Work instruction: Return only those lines of the listing that hold the word "resolved".

Segment Open

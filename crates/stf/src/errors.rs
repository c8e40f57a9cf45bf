//! Block processing errors.
//!
//! Every variant means the block is invalid and must be rejected as a whole.
//! A reverted execution is not an error; it shows up as a failed receipt.

use alloy_primitives::Address;
use dpos_chain_types::SignerError;
use dpos_election::ElectionError;
use thiserror::Error;

use crate::GasPoolError;

#[derive(Debug, Error)]
pub enum StfError {
    /// The sender could not be recovered from the signature.
    #[error("decode: {0}")]
    Decode(#[from] SignerError),

    #[error("invalid transaction type {0}")]
    InvalidTransactionType(u8),

    /// An authority-gated transaction was not sent by the current authority.
    #[error("sender {got} is not the token authority (expected {expected:?})")]
    AuthorityMismatch {
        expected: Option<Address>,
        got: Address,
    },

    #[error("insufficient gas: {0}")]
    InsufficientGas(#[from] GasPoolError),

    /// Non-recoverable engine failure, distinct from a revert.
    #[error("execution: {0}")]
    Execution(#[from] EngineError),

    #[error("hard fork: {0}")]
    HardForkApply(#[from] HardForkError),

    #[error("election: {0}")]
    Election(#[from] ElectionError),
}

pub type StfResult<T> = Result<T, StfError>;

/// Fatal conditions reported by an execution engine.
#[derive(Debug, Error)]
pub enum EngineError {
    #[error("nonce too low for {account} (state {state}, tx {tx})")]
    NonceTooLow { account: Address, state: u64, tx: u64 },

    #[error("nonce too high for {account} (state {state}, tx {tx})")]
    NonceTooHigh { account: Address, state: u64, tx: u64 },

    #[error("insufficient funds for gas * price + value on {0}")]
    InsufficientFunds(Address),

    #[error("intrinsic gas too low (have {have}, want {want})")]
    IntrinsicGas { have: u64, want: u64 },

    /// The engine claims to have used more gas than the message allowed.
    #[error("engine used {used} gas with a limit of {limit}")]
    GasUsedExceedsLimit { used: u64, limit: u64 },

    #[error("engine: {0}")]
    Other(String),
}

#[derive(Debug, Error)]
pub enum HardForkError {
    #[error("balance overflow crediting {0}")]
    BalanceOverflow(Address),
}
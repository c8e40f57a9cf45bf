use alloy_primitives::U256;
use dpos_params::DaoForkParams;
use tracing::*;

use crate::{HardForkError, LedgerStore};

/// Moves every drain-list balance into the refund contract.
///
/// Creates the refund contract first if it does not exist yet.  Drained
/// accounts keep existing with a zero balance.
pub fn apply_dao_hard_fork<L: LedgerStore + ?Sized>(
    ledger: &mut L,
    params: &DaoForkParams,
) -> Result<(), HardForkError> {
    let refund = params.refund_contract;
    if !ledger.exists(&refund) {
        ledger.create_account(refund);
    }

    let mut refund_balance = ledger.balance(&refund);
    for addr in &params.drain_list {
        if *addr == refund {
            continue;
        }
        let drained = ledger.balance(addr);
        refund_balance = refund_balance
            .checked_add(drained)
            .ok_or(HardForkError::BalanceOverflow(refund))?;
        ledger.set_balance(*addr, U256::ZERO);
        trace!(%addr, %drained, "drained account");
    }
    ledger.set_balance(refund, refund_balance);

    Ok(())
}
//! Block state transition for the DPoS chain.
//!
//! Applies every transaction of a block, in order, against a mutable ledger
//! and produces the receipts, logs and gas totals that all validating nodes
//! must agree on.  Any failure rejects the whole block.
//!
//! ## Architecture
//!
//! - `processor`: [`StateProcessor`], the per-block driver
//! - `dispatch`: decodes a transaction and picks its handler
//! - `handlers`: per-category pre-checks and election hooks
//! - `apply`: the execution skeleton shared by every category
//! - `receipt`: receipt construction
//! - `hardfork`: one-time state patches run before a block's transactions
//!
//! The execution engine, the ledger and the consensus engine are external and
//! plugged in through [`ExecutionEngine`], [`LedgerStore`] and
//! [`ConsensusEngine`].

mod apply;
mod consensus;
mod dispatch;
mod engine;
mod env;
pub mod errors;
mod gas_pool;
mod handlers;
mod hardfork;
mod ledger;
mod output;
mod processor;
mod receipt;

#[cfg(any(test, feature = "test-utils"))]
pub mod test_utils;

#[cfg(test)]
mod tests;

pub use apply::apply_transaction;
pub use consensus::{ChainReader, ConsensusEngine};
pub use dispatch::{Dispatched, HandlerKind, dispatch_transaction};
pub use engine::{ExecContext, ExecOutcome, ExecutionEngine};
pub use env::BlockEnv;
pub use errors::{EngineError, HardForkError, StfError, StfResult};
pub use gas_pool::{GasPool, GasPoolError};
pub use hardfork::apply_dao_hard_fork;
pub use ledger::LedgerStore;
pub use output::ProcessOutput;
pub use processor::StateProcessor;
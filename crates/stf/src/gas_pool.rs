use std::fmt;

use thiserror::Error;

#[derive(Copy, Clone, Debug, Eq, PartialEq, Error)]
#[error("gas limit reached (available {available}, required {required})")]
pub struct GasPoolError {
    pub available: u64,
    pub required: u64,
}

/// Gas still available to the transactions of a block.
///
/// Created fresh for each block from the header's gas limit.  It only ever
/// decreases and cannot go below zero.
#[derive(Copy, Clone, Debug, Eq, PartialEq)]
pub struct GasPool {
    gas: u64,
}

impl GasPool {
    pub fn new(gas: u64) -> Self {
        Self { gas }
    }

    /// Remaining gas.
    pub fn gas(&self) -> u64 {
        self.gas
    }

    /// Checks that `amount` could be drawn without drawing it.
    pub fn check(&self, amount: u64) -> Result<(), GasPoolError> {
        if amount > self.gas {
            return Err(GasPoolError {
                available: self.gas,
                required: amount,
            });
        }
        Ok(())
    }

    /// Draws `amount` from the pool.  Leaves the pool untouched on failure.
    pub fn sub_gas(&mut self, amount: u64) -> Result<(), GasPoolError> {
        self.check(amount)?;
        self.gas -= amount;
        Ok(())
    }
}

impl fmt::Display for GasPool {
    fn fmt(&self, f: &mut fmt::Formatter<'_>) -> fmt::Result {
        write!(f, "{}", self.gas)
    }
}

#[cfg(test)]
mod tests {
    use proptest::prelude::*;

    use super::*;

    #[test]
    fn test_sub_gas() {
        let mut pool = GasPool::new(30_000);
        pool.sub_gas(21_000).unwrap();
        assert_eq!(pool.gas(), 9_000);

        let err = pool.sub_gas(21_000).unwrap_err();
        assert_eq!(
            err,
            GasPoolError {
                available: 9_000,
                required: 21_000
            }
        );
        assert_eq!(pool.gas(), 9_000);

        pool.sub_gas(9_000).unwrap();
        assert_eq!(pool.gas(), 0);
        assert_eq!(pool.to_string(), "0");
    }

    #[test]
    fn test_check_does_not_draw() {
        let pool = GasPool::new(100);
        pool.check(100).unwrap();
        assert!(pool.check(101).is_err());
        assert_eq!(pool.gas(), 100);
    }

    proptest! {
        #[test]
        fn test_pool_only_decreases(
            limit in 0u64..1_000_000,
            draws in prop::collection::vec(0u64..200_000, 0..32),
        ) {
            let mut pool = GasPool::new(limit);
            let mut drawn = 0u64;
            for amount in draws {
                let before = pool.gas();
                match pool.sub_gas(amount) {
                    Ok(()) => {
                        drawn += amount;
                        prop_assert_eq!(pool.gas(), before - amount);
                    }
                    Err(_) => {
                        prop_assert!(amount > before);
                        prop_assert_eq!(pool.gas(), before);
                    }
                }
                prop_assert!(pool.gas() <= before);
            }
            prop_assert_eq!(pool.gas() + drawn, limit);
        }
    }
}
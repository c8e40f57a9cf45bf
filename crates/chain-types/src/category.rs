use num_enum::{IntoPrimitive, TryFromPrimitive};

/// Declared category of a transaction.
///
/// Transactions carry the raw tag; anything that does not decode into one of
/// these variants makes the whole block invalid.
#[derive(
    Copy, Clone, Debug, Eq, PartialEq, Hash, Ord, PartialOrd, IntoPrimitive, TryFromPrimitive,
)]
#[repr(u8)]
pub enum TxCategory {
    /// Plain value transfer, contract call or contract creation.
    Transfer = 0,

    EnableVoteDeploy = 1,
    EnableTokenAssignDeploy = 2,
    DisableVoteDeploy = 3,
    DisableTokenAssignDeploy = 4,

    RegisterCandidate = 5,
    CastVote = 6,
    RotateVote = 7,

    /// Token distribution, only accepted from the current token authority.
    AssignToken = 8,

    /// Producer reward payout, gated like [`Self::AssignToken`].
    ProducerReward = 9,
}

impl TxCategory {
    pub fn tag(self) -> u8 {
        self.into()
    }
}

#[cfg(test)]
mod tests {
    use super::*;

    #[test]
    fn test_tag_roundtrip() {
        for tag in 0u8..=9 {
            let category = TxCategory::try_from(tag).expect("known tag");
            assert_eq!(category.tag(), tag);
        }
    }

    #[test]
    fn test_unknown_tags_rejected() {
        assert!(TxCategory::try_from(10u8).is_err());
        assert!(TxCategory::try_from(0xffu8).is_err());
    }
}
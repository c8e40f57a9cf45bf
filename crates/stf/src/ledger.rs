use alloy_primitives::{Address, B256, U256};
use dpos_chain_types::Log;

/// Mutable account state a block is applied against.
///
/// One processing call has exclusive access to the ledger for its whole
/// duration.  If processing fails the caller throws the ledger away.
pub trait LedgerStore {
    /// Scopes logs recorded from now on to the given transaction.
    fn prepare(&mut self, tx_hash: B256, block_hash: B256, tx_index: usize);

    /// Records a log under the transaction set by [`Self::prepare`].
    fn add_log(&mut self, log: Log);

    /// Logs recorded for a transaction, in emission order.
    fn logs(&self, tx_hash: &B256) -> Vec<Log>;

    /// Commits pending changes without computing a root.
    fn finalise(&mut self, prune_empty: bool);

    /// Commits pending changes and returns the resulting state root.
    fn intermediate_root(&mut self, prune_empty: bool) -> B256;

    fn exists(&self, addr: &Address) -> bool;

    fn create_account(&mut self, addr: Address);

    fn balance(&self, addr: &Address) -> U256;

    fn set_balance(&mut self, addr: Address, amount: U256);

    fn nonce(&self, addr: &Address) -> u64;

    fn set_nonce(&mut self, addr: Address, nonce: u64);
}
// SPDX-License-Identifier: MPL-2.0
// This Source Code Form is subject to the terms of the Mozilla Public
// License, v. 2.0. If a copy of the MPL was not distributed with this
// file, You can obtain one at https://mozilla.org/MPL/2.0/.

//! Shutter accessory: keeps a Tasmota shutter and a window-covering service
//! in sync.

use std::sync::Arc;

use parking_lot::{Mutex, RwLock};

use crate::config::AccessoryConfig;
use crate::error::{ParseError, ProtocolError};
use crate::protocol::{ShutterTopics, Transport};
use crate::state::{ShutterState, StateChange};
use crate::telemetry::ShutterReport;
use crate::types::{Position, PositionState};

use super::{
    AccessoryFactory, AccessoryInformation, Characteristic, CharacteristicHandlers,
    WindowCoveringService,
};

/// A Tasmota shutter exposed as a window-covering accessory.
///
/// Device reports go in through [`handle_message`](Self::handle_message);
/// host requests come in through the getters and
/// [`set_target_position`](Self::set_target_position), or through the map
/// returned by [`handlers`](Self::handlers).
///
/// The cached [`ShutterState`] is only written by `handle_message`. Reads
/// never touch the network and succeed before any report has arrived.
///
/// # Examples
///
/// ```
/// use tasmota_blinds::accessory::{AccessoryInformation, Characteristic, ShutterAccessory,
///     WindowCoveringService};
/// use tasmota_blinds::error::ProtocolError;
/// use tasmota_blinds::protocol::{ShutterTopics, Transport};
///
/// struct Discard;
/// impl Transport for Discard {
///     fn publish(&self, _: &str, _: &str) -> Result<(), ProtocolError> { Ok(()) }
///     fn subscribe(&self, _: &str) -> Result<(), ProtocolError> { Ok(()) }
/// }
/// impl WindowCoveringService for Discard {
///     fn update_value(&self, _: Characteristic, _: u8) {}
/// }
///
/// let accessory = ShutterAccessory::with_parts(
///     ShutterTopics::derive("Office", "1"),
///     AccessoryInformation::default(),
///     Discard,
///     Discard,
/// );
///
/// accessory.handle_message(br#"{"Shutter1":{"Position":42}}"#).unwrap();
/// assert_eq!(accessory.current_position().value(), 42);
/// ```
pub struct ShutterAccessory<T, S> {
    topics: ShutterTopics,
    information: AccessoryInformation,
    state: RwLock<ShutterState>,
    /// Serializes report handling so pushes reach the host in write order.
    updates: Mutex<()>,
    transport: T,
    service: S,
}

impl<T, S> ShutterAccessory<T, S>
where
    T: Transport,
    S: WindowCoveringService,
{
    /// Creates an accessory from its configuration.
    ///
    /// The host service is built through `factory`. An empty command is
    /// published right away so the device reports its current state.
    pub fn new<F>(config: &AccessoryConfig, transport: T, factory: &F) -> Self
    where
        F: AccessoryFactory<Service = S>,
    {
        let service = factory.window_covering(config.name());
        Self::with_parts(
            ShutterTopics::resolve(config),
            config.information(),
            transport,
            service,
        )
    }

    /// Creates an accessory from already resolved parts.
    ///
    /// Like [`new`](Self::new), this requests the device state once. A failed
    /// request is logged and does not prevent construction.
    pub fn with_parts(
        topics: ShutterTopics,
        information: AccessoryInformation,
        transport: T,
        service: S,
    ) -> Self {
        let accessory = Self {
            topics,
            information,
            state: RwLock::new(ShutterState::new()),
            updates: Mutex::new(()),
            transport,
            service,
        };

        if let Err(e) = accessory.request_state() {
            tracing::warn!(
                topic = %accessory.topics.command(),
                error = %e,
                "Failed to request initial shutter state"
            );
        }

        accessory
    }

    /// Returns the resolved topics.
    #[must_use]
    pub fn topics(&self) -> &ShutterTopics {
        &self.topics
    }

    /// Returns the accessory information service contents.
    #[must_use]
    pub fn information(&self) -> &AccessoryInformation {
        &self.information
    }

    /// Returns the outbound transport.
    #[must_use]
    pub fn transport(&self) -> &T {
        &self.transport
    }

    /// Returns the host window-covering service.
    #[must_use]
    pub fn service(&self) -> &S {
        &self.service
    }

    /// Returns a snapshot of the cached state.
    #[must_use]
    pub fn state(&self) -> ShutterState {
        *self.state.read()
    }

    /// Returns the cached current position.
    #[must_use]
    pub fn current_position(&self) -> Position {
        let position = self.state.read().current_position();
        tracing::debug!(shutter = %self.topics.shutter_name(), %position, "Requested CurrentPosition");
        position
    }

    /// Returns the cached movement state.
    #[must_use]
    pub fn position_state(&self) -> PositionState {
        let state = self.state.read().position_state();
        tracing::debug!(shutter = %self.topics.shutter_name(), %state, "Requested PositionState");
        state
    }

    /// Returns the cached target position.
    #[must_use]
    pub fn target_position(&self) -> Position {
        let position = self.state.read().target_position();
        tracing::debug!(shutter = %self.topics.shutter_name(), %position, "Requested TargetPosition");
        position
    }

    /// Applies a payload received on the result or telemetry topic.
    ///
    /// Each recognised field updates its slice of the state and is pushed to
    /// the matching characteristic. Returns the applied changes; an empty
    /// list means the payload did not mention this shutter or carried no
    /// usable field.
    ///
    /// Concurrent calls are handled one at a time, so the last value pushed
    /// for a characteristic is always the cached one. The state lock itself
    /// is released before the host is notified; the service must not call
    /// back into `handle_message`.
    ///
    /// # Errors
    ///
    /// Returns `ParseError` if the payload is not a JSON object or the
    /// shutter entry is malformed. The state is left untouched.
    pub fn handle_message(&self, payload: &[u8]) -> Result<Vec<StateChange>, ParseError> {
        let Some(report) = ShutterReport::from_payload(payload, self.topics.shutter_name())?
        else {
            return Ok(Vec::new());
        };

        let changes = report.to_state_changes();
        let _updates = self.updates.lock();

        {
            let mut state = self.state.write();
            for change in &changes {
                state.apply(change);
            }
        }

        for change in &changes {
            let characteristic = change.characteristic();
            let value = change.value();
            self.service.update_value(characteristic, value);
            tracing::debug!(
                shutter = %self.topics.shutter_name(),
                %characteristic,
                value,
                "Updated characteristic"
            );
        }

        Ok(changes)
    }

    /// Commands the shutter to move to `position`.
    ///
    /// The command is queued and the call returns immediately; the device
    /// confirms through a later report. The cached target is not touched.
    ///
    /// # Errors
    ///
    /// Returns `ProtocolError` only if the transport refuses to queue the
    /// message.
    pub fn set_target_position(&self, position: Position) -> Result<(), ProtocolError> {
        tracing::debug!(shutter = %self.topics.shutter_name(), %position, "Set TargetPosition");
        self.transport
            .publish(self.topics.command(), &position.to_payload())
    }

    /// Publishes an empty command, which makes Tasmota report the shutter
    /// state on the result topic.
    ///
    /// # Errors
    ///
    /// Returns `ProtocolError` if the transport refuses to queue the message.
    pub fn request_state(&self) -> Result<(), ProtocolError> {
        self.transport.publish(self.topics.command(), "")
    }
}

impl<T, S> ShutterAccessory<T, S>
where
    T: Transport + 'static,
    S: WindowCoveringService + 'static,
{
    /// Builds the get/set handler map for the host.
    ///
    /// All three characteristics get a read handler; `TargetPosition` also
    /// gets a write handler that publishes the new target.
    #[must_use]
    pub fn handlers(self: &Arc<Self>) -> CharacteristicHandlers {
        let current = Arc::clone(self);
        let state = Arc::clone(self);
        let target = Arc::clone(self);
        let setter = Arc::clone(self);

        CharacteristicHandlers::new()
            .with_get(Characteristic::CurrentPosition, move || {
                current.current_position().value()
            })
            .with_get(Characteristic::PositionState, move || {
                state.position_state().as_num()
            })
            .with_get(Characteristic::TargetPosition, move || {
                target.target_position().value()
            })
            .with_set(Characteristic::TargetPosition, move |value| {
                let position = Position::new(value)?;
                setter.set_target_position(position)?;
                Ok(())
            })
    }
}

impl<T, S> std::fmt::Debug for ShutterAccessory<T, S> {
    fn fmt(&self, f: &mut std::fmt::Formatter<'_>) -> std::fmt::Result {
        f.debug_struct("ShutterAccessory")
            .field("topics", &self.topics)
            .field("information", &self.information)
            .field("state", &*self.state.read())
            .finish_non_exhaustive()
    }
}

Segment Closed

Answer box:
    /// Creates an accessory from already resolved parts.
    /// Returns the resolved topics.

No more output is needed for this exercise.